Colin Hodgkinson

The Home of Colin Hodgkinson

Career cont.

Between 1979 and 1982 I’d been in a duo with Alexis Korner, another really good period, mostly working in Germany, but Alexis had a weekly radio show on the BBC loved by musicians everywhere and he wanted to devote more time to this and stop touring so much. So I went out in an all-star R&B band in 1982 and met Deep Purple’s keyboard player Jon Lord for the first time.

To cut a long story short, through Jon I joined Whitesnake. I had known David Coverdale and Micky Moody in the Redcar days back in the late 1960’s and I was keen to play with the band but it didn’t really work out so in 1983, I’m out of a job. Then on New Year’s Day 1984, Alexis died aged 55. He’d gone into hospital while we were recording a new album and died very soon afterwards, I was really upset, he meant a lot to me, that was a sad time altogether.

Then Pete York (drummer with the original Spencer Davis group) called me asking if I’d do a tour with Spencer Davis. That was 1984 and until Spencer was taken ill last year (2010) I’ve worked with him on and off ever since.

In 1984 I got a call to fly out to Compass Point in Nassau to play on Mick Jagger’s first solo album. I was re-united with Jan Hammer and also played for the first time with Jeff Beck, what a band!

Throughout the 80’s and 90’s I  did a lot of the R&B Allstars type tours with amongst others Chris FarloweMiller AndersonBrian AugerTony Ashton, Jon Lord, Pete York, Spencer Davis, Zoot Money etc.

On a session in Munich in 1986 I met a Berlin guitarist called Frank Diez and we had an instant rapport musically so I got him to play some duo dates with me and it was great, we’re still doing it and have just released our fifth CD.

Frank, when I first met him, was a member of Peter Maffay’s band. Peter is a hugely Popular German singer, with a great voice who is equally at home with rock songs or Ballads. He’s been likened to Bruce Springsteen and he certainly has both tremendous energy and is very charismatic.

In 1990, his band had a project of their own and wanted to take a year out, so I was invited to his studio along with a couple of other new musicians to see if we could play together. It worked out really well and I joined the band. So here I am, back playing huge arenas all over Germany, it was a fun time and I stayed with him for over 3 years.

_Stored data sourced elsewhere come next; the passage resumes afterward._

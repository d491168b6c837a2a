use crate::model::{
    Assignment, AssignmentFields, ChildrenUpdate, DeployStamp, Id, Message, NewAssignment, NewRelease,
    NewReleaseSet, NewTask, Page, PageRequest, Release, ReleaseFields, ReleaseSet,
    ReleaseSetFields, ResourceFilter, Task, TaskFields,
};
use crate::store::error::StoreResult;

#[async_trait::async_trait]
pub trait AssignmentStore: Send + Sync {
    async fn get_assignment(&self, srid: &str, assignment_id: &str) -> StoreResult<Option<Assignment>>;
    async fn assignment_exists(&self, srid: &str, assignment_id: &str) -> StoreResult<bool>;
    /// Every assignment in the scope, tasks included
    async fn list_assignments(&self, srid: &str) -> StoreResult<Vec<Assignment>>;
    /// Scope lookup narrowed by the present filters, ANDed in a single query
    async fn find_assignments(&self, srid: &str, filter: &ResourceFilter) -> StoreResult<Vec<Assignment>>;
    /// Persists the assignment and its tasks as one unit
    async fn insert_assignment(&self, srid: &str, assignment: NewAssignment) -> StoreResult<Assignment>;
    /// Returns `None` when the assignment does not exist in the scope
    async fn update_assignment(
        &self,
        srid: &str,
        assignment_id: &str,
        fields: AssignmentFields,
        tasks: ChildrenUpdate<NewTask>,
    ) -> StoreResult<Option<Assignment>>;
    /// Deletes the assignment and, by cascade, its tasks
    async fn delete_assignment(&self, srid: &str, assignment_id: &str) -> StoreResult<bool>;
}

/// Tasks are always addressed through their owning assignment.
#[async_trait::async_trait]
pub trait TaskStore: Send + Sync {
    async fn list_tasks(&self, srid: &str, assignment_id: &str) -> StoreResult<Vec<Task>>;
    async fn get_task(&self, srid: &str, assignment_id: &str, task_id: &str) -> StoreResult<Option<Task>>;
    /// Returns `None` when the owning assignment is gone
    async fn insert_task(&self, srid: &str, assignment_id: &str, task: NewTask) -> StoreResult<Option<Task>>;
    async fn update_task(
        &self,
        srid: &str,
        assignment_id: &str,
        task_id: &str,
        fields: TaskFields,
    ) -> StoreResult<Option<Task>>;
    async fn delete_task(&self, srid: &str, assignment_id: &str, task_id: &str) -> StoreResult<bool>;
}

#[async_trait::async_trait]
pub trait ReleaseStore: Send + Sync {
    async fn get_release(&self, srid: &str, release_id: &str) -> StoreResult<Option<Release>>;
    async fn release_exists(&self, srid: &str, release_id: &str) -> StoreResult<bool>;
    async fn list_releases(&self, srid: &str) -> StoreResult<Vec<Release>>;
    async fn find_releases(&self, srid: &str, filter: &ResourceFilter) -> StoreResult<Vec<Release>>;
    async fn insert_release(&self, srid: &str, release: NewRelease) -> StoreResult<Release>;
    async fn update_release(
        &self,
        srid: &str,
        release_id: &str,
        fields: ReleaseFields,
        sets: ChildrenUpdate<NewReleaseSet>,
    ) -> StoreResult<Option<Release>>;
    async fn delete_release(&self, srid: &str, release_id: &str) -> StoreResult<bool>;
    /// Writes `status` and appends `set` as one unit. No other release
    /// column is touched, so a concurrent update of those survives.
    async fn begin_release_deploy(
        &self,
        srid: &str,
        release_id: &str,
        status: &str,
        set: NewReleaseSet,
    ) -> StoreResult<Option<Release>>;
}

#[async_trait::async_trait]
pub trait ReleaseSetStore: Send + Sync {
    /// Every set of every release in the scope
    async fn list_release_sets(&self, srid: &str) -> StoreResult<Vec<ReleaseSet>>;
    async fn list_sets_for_release(&self, srid: &str, release_id: &str) -> StoreResult<Vec<ReleaseSet>>;
    /// Scope-level lookup; the earliest-created set wins if two releases share a set id
    async fn find_release_set(&self, srid: &str, set_id: &str) -> StoreResult<Option<ReleaseSet>>;
    async fn get_release_set(&self, srid: &str, release_id: &str, set_id: &str) -> StoreResult<Option<ReleaseSet>>;
    /// Returns `None` when the owning release is gone
    async fn insert_release_set(&self, srid: &str, release_id: &str, set: NewReleaseSet) -> StoreResult<Option<ReleaseSet>>;
    async fn update_release_set(
        &self,
        srid: &str,
        release_id: &str,
        set_id: &str,
        fields: ReleaseSetFields,
    ) -> StoreResult<Option<ReleaseSet>>;
    async fn delete_release_set(&self, srid: &str, release_id: &str, set_id: &str) -> StoreResult<bool>;
    /// Writes only the deploy columns of the set `find_release_set` would return
    async fn begin_set_deploy(&self, srid: &str, set_id: &str, stamp: DeployStamp) -> StoreResult<Option<ReleaseSet>>;
}

#[async_trait::async_trait]
pub trait MessageStore: Send + Sync {
    async fn get_message(&self, id: &Id) -> StoreResult<Option<Message>>;
    async fn list_messages(&self, page: &PageRequest) -> StoreResult<Page<Message>>;
    /// Case-insensitive substring match on content
    async fn search_messages(&self, term: &str, page: &PageRequest) -> StoreResult<Page<Message>>;
    async fn insert_message(&self, content: &str, sender: &str) -> StoreResult<Message>;
    /// Compare-and-increment on `version`. `None` when the message is missing,
    /// `StoreError::StaleVersion` when the stored version differs.
    async fn update_message(&self, id: &Id, content: &str, expected_version: i64) -> StoreResult<Option<Message>>;
    async fn delete_message(&self, id: &Id) -> StoreResult<bool>;
}

pub trait Store:
    AssignmentStore + TaskStore + ReleaseStore + ReleaseSetStore + MessageStore + Send + Sync
{
}

impl<T> Store for T where
    T: AssignmentStore + TaskStore + ReleaseStore + ReleaseSetStore + MessageStore + Send + Sync
{
}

I left in 1994 and for the next few years it was more Duo, Spencer Davis etc. At the end of the ‘90’s I got a call from Bill Wyman, we’d first met in 1984 at the Montreux jazz Festival. He’d formed a band called ‘The Rhythm Kings‘ and asked me to open for them with a 30 minute solo bass set. I wasn’t sure it would work and was pretty nervous about it, but it worked really well and then I had a call from Gary Moore’s manager asking me to do the same thing. It was a strange feeling to play absolutely flat out for 30 minutes and be standing there in puddles of Adrenalin, thinking ‘it’s only 8.30 pm and I’m done for the night!’ It did me a lot of good though and really boosted my confidence.

Returning to Backdoor, at the end of the 90’s we decided as all the albums we’d made were out of print that we’d like to make a new CD with the best of the old tunes plus some brand new ones. Apart from a brief re-union tour in 1986, we hadn’t played together since the band broke up. It was brilliant to play with my old pals again, it just felt like an old shoe, like the old days and the music turned out really well, and it was a laugh a minute. Just like the old days we couldn’t get a release but we did eventually on the Blakey Cult label entitled ‘Askin’ the way’ This came out in 2003 and we played a couple of memorable gigs up at Blakey Ridge, where I saw a lot of the old crowd for the first time in 30 years!

Ron’s health was not good and sadly, he died in September that year. I thought that was the end of the band but Tony had played with a saxophonist from the North-east who was a fan of the band and said he knew all the tunes! I didn’t believe it but he came to my house and he did know all the tunes, Rod Mason, a really big guy nicknamed ‘The Room Darkener’ We played some shows and then Tony had to return to Australia, his home for quite a few years. He intended to go back for a few months, but it was not to be, not long afterwards he died too after a short illness.